_What the task asks_
Please restate, word for word, the lines below that begin at the one with "per old share." and end at the one with "equal to the". Leave out all other lines.

_Data for processing_
§

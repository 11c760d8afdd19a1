//! Configuration types shared across the orchestrator and connectors.

use std::path::PathBuf;
use std::time::Duration;

use serde::{Deserialize, Serialize};

/// What a bounded fan-out does when one of its tasks fails.
#[derive(Debug, Clone, Copy, PartialEq, Eq, Default, Serialize, Deserialize)]
#[non_exhaustive]
pub enum BatchPolicy {
    /// Abort on the first failure and return it, dropping outstanding tasks.
    #[default]
    FailFast,
    /// Run every task and report failures next to successes.
    Partial,
}

/// Settings for the exchange metadata cache.
#[derive(Debug, Clone, Serialize, Deserialize)]
pub struct CacheConfig {
    /// Never contact upstream for metadata; serve the persisted snapshot only.
    pub offline: bool,
    /// Where the snapshot is persisted.
    pub snapshot_path: PathBuf,
    /// Maximum age of any exchange entry before a background refresh is spawned.
    pub staleness: Duration,
    /// Parallelism ceiling for per-symbol onboarding lookups.
    pub onboard_concurrency: usize,
    /// Failure policy for onboarding lookups.
    pub batch_policy: BatchPolicy,
    /// After a failed refresh, stale reads wait this long before retrying.
    pub retry_backoff: Duration,
}

impl Default for CacheConfig {
    fn default() -> Self {
        Self {
            offline: false,
            snapshot_path: PathBuf::from("./data/exchange.json"),
            staleness: Duration::from_secs(8 * 60 * 60),
            onboard_concurrency: 20,
            batch_policy: BatchPolicy::FailFast,
            retry_backoff: Duration::from_secs(60),
        }
    }
}

/// Global configuration for the `Marlin` orchestrator.
#[derive(Debug, Clone, Serialize, Deserialize)]
pub struct MarlinConfig {
    /// Timeout for individual provider requests.
    pub provider_timeout: Duration,
    /// Number of entries in every fixed-step series.
    pub fixed_capacity: usize,
    /// Number of rows requested by the latest-candles route.
    pub latest_limit: usize,
    /// Requests starting further than this in the future are answered without
    /// contacting upstream.
    pub future_guard: Duration,
    /// Metadata cache settings.
    pub cache: CacheConfig,
}

impl Default for MarlinConfig {
    fn default() -> Self {
        Self {
            provider_timeout: Duration::from_secs(5),
            fixed_capacity: 1000,
            latest_limit: 99,
            future_guard: Duration::from_secs(15 * 60),
            cache: CacheConfig::default(),
        }
    }
}
use serde::{Deserialize, Serialize};

use crate::AssetIdentifier;

/// Onboarding sentinel meaning "unknown, treat as earliest possible".
pub const ONBOARD_UNKNOWN: i64 = i64::MIN;

/// Per-symbol numeric trading limits.
///
/// `Default` is all-zero and is used by brokers that publish no filters.
/// Exchange-filter parsers start from [`TradeConstraints::exchange_defaults`].
#[derive(Debug, Clone, Copy, PartialEq, Default, Serialize, Deserialize)]
#[serde(rename_all = "camelCase")]
pub struct TradeConstraints {
    /// Lowest accepted order price.
    pub min_price: f64,
    /// Highest accepted order price.
    pub max_price: f64,
    /// Price increment.
    pub tick_size: f64,
    /// Lowest accepted order quantity.
    pub min_quantity: f64,
    /// Highest accepted order quantity.
    pub max_quantity: f64,
    /// Quantity increment.
    pub step_size: f64,
    /// Maximum number of open orders.
    pub max_num_orders: i64,
    /// Minimum order value in quote currency.
    pub min_notional: f64,
}

impl TradeConstraints {
    /// Limits assumed for exchange symbols before their filters are applied.
    #[must_use]
    pub const fn exchange_defaults() -> Self {
        Self {
            min_price: 0.0,
            max_price: f64::MAX,
            tick_size: 0.000_001,
            min_quantity: 0.001,
            max_quantity: 10_000_000.0,
            step_size: 0.001,
            max_num_orders: 100,
            min_notional: 5.0,
        }
    }
}

/// A corporate split effective at `time` (unix seconds, UTC midnight).
#[derive(Debug, Clone, Copy, PartialEq, Serialize, Deserialize)]
pub struct AssetSplit {
    /// Effective time.
    pub time: i64,
    /// New shares per old share.
    pub ratio: f64,
}

/// Normalized per-symbol record returned by a symbol listing.
#[derive(Debug, Clone, PartialEq, Serialize, Deserialize)]
#[serde(rename_all = "camelCase")]
pub struct ListedSymbol {
    /// Symbol used in identifiers and candle requests, e.g. `BTCUSDT` or `AAPL`.
    pub symbol: String,
    /// Trading pair, e.g. `BTCUSDT` or `AAPLUSD`.
    pub pair: String,
    /// Base asset, e.g. `BTC`.
    pub base_asset: String,
    /// Base asset precision in decimal places.
    pub base_asset_precision: u32,
    /// Quote asset, e.g. `USDT`.
    pub quote_asset: String,
    /// Quote asset precision in decimal places.
    pub quote_precision: u32,
    /// Parsed trading limits.
    pub constraints: TradeConstraints,
    /// Split history, ordered by time.
    pub splits: Vec<AssetSplit>,
}

/// Cached metadata for one tradable asset.
#[derive(Debug, Clone, PartialEq, Serialize, Deserialize)]
#[serde(rename_all = "camelCase")]
pub struct AssetInfo {
    /// Join key.
    pub identifier: AssetIdentifier,
    /// Canonical string form of `identifier` for every broker, equal to the
    /// key the asset is stored under. The bare ticker is `identifier.symbol()`.
    pub symbol: String,
    /// Broker-native pair name.
    pub pair: String,
    /// Base asset.
    pub base_asset: String,
    /// Base asset precision.
    pub base_asset_precision: u32,
    /// Quote asset.
    pub quote_asset: String,
    /// Quote asset precision.
    pub quote_precision: u32,
    /// First tradable timestamp, or [`ONBOARD_UNKNOWN`].
    pub on_board_date: i64,
    /// Trading limits.
    pub constraints: TradeConstraints,
    /// Split history, ordered by time.
    pub splits: Vec<AssetSplit>,
}

impl AssetInfo {
    /// Combine a listed symbol with its identifier and onboarding date.
    ///
    /// `symbol` is always `identifier.to_string()`, never the listing ticker.
    #[must_use]
    pub fn from_listing(identifier: AssetIdentifier, listed: ListedSymbol, on_board_date: i64) -> Self {
        Self {
            symbol: identifier.to_string(),
            identifier,
            pair: listed.pair,
            base_asset: listed.base_asset,
            base_asset_precision: listed.base_asset_precision,
            quote_asset: listed.quote_asset,
            quote_precision: listed.quote_precision,
            on_board_date,
            constraints: listed.constraints,
            splits: listed.splits,
        }
    }

    /// True when the onboarding date is the unknown sentinel.
    #[must_use]
    pub const fn onboarding_unknown(&self) -> bool {
        self.on_board_date == ONBOARD_UNKNOWN
    }
}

§

_Answer space_
    /// New shares per old share.
    pub ratio: f64,
}

/// Normalized per-symbol record returned by a symbol listing.
#[derive(Debug, Clone, PartialEq, Serialize, Deserialize)]
#[serde(rename_all = "camelCase")]
pub struct ListedSymbol {
    /// Symbol used in identifiers and candle requests, e.g. `BTCUSDT` or `AAPL`.
    pub symbol: String,
    /// Trading pair, e.g. `BTCUSDT` or `AAPLUSD`.
    pub pair: String,
    /// Base asset, e.g. `BTC`.
    pub base_asset: String,
    /// Base asset precision in decimal places.
    pub base_asset_precision: u32,
    /// Quote asset, e.g. `USDT`.
    pub quote_asset: String,
    /// Quote asset precision in decimal places.
    pub quote_precision: u32,
    /// Parsed trading limits.
    pub constraints: TradeConstraints,
    /// Split history, ordered by time.
    pub splits: Vec<AssetSplit>,
}

/// Cached metadata for one tradable asset.
#[derive(Debug, Clone, PartialEq, Serialize, Deserialize)]
#[serde(rename_all = "camelCase")]
pub struct AssetInfo {
    /// Join key.
    pub identifier: AssetIdentifier,
    /// Canonical string form of `identifier` for every broker, equal to the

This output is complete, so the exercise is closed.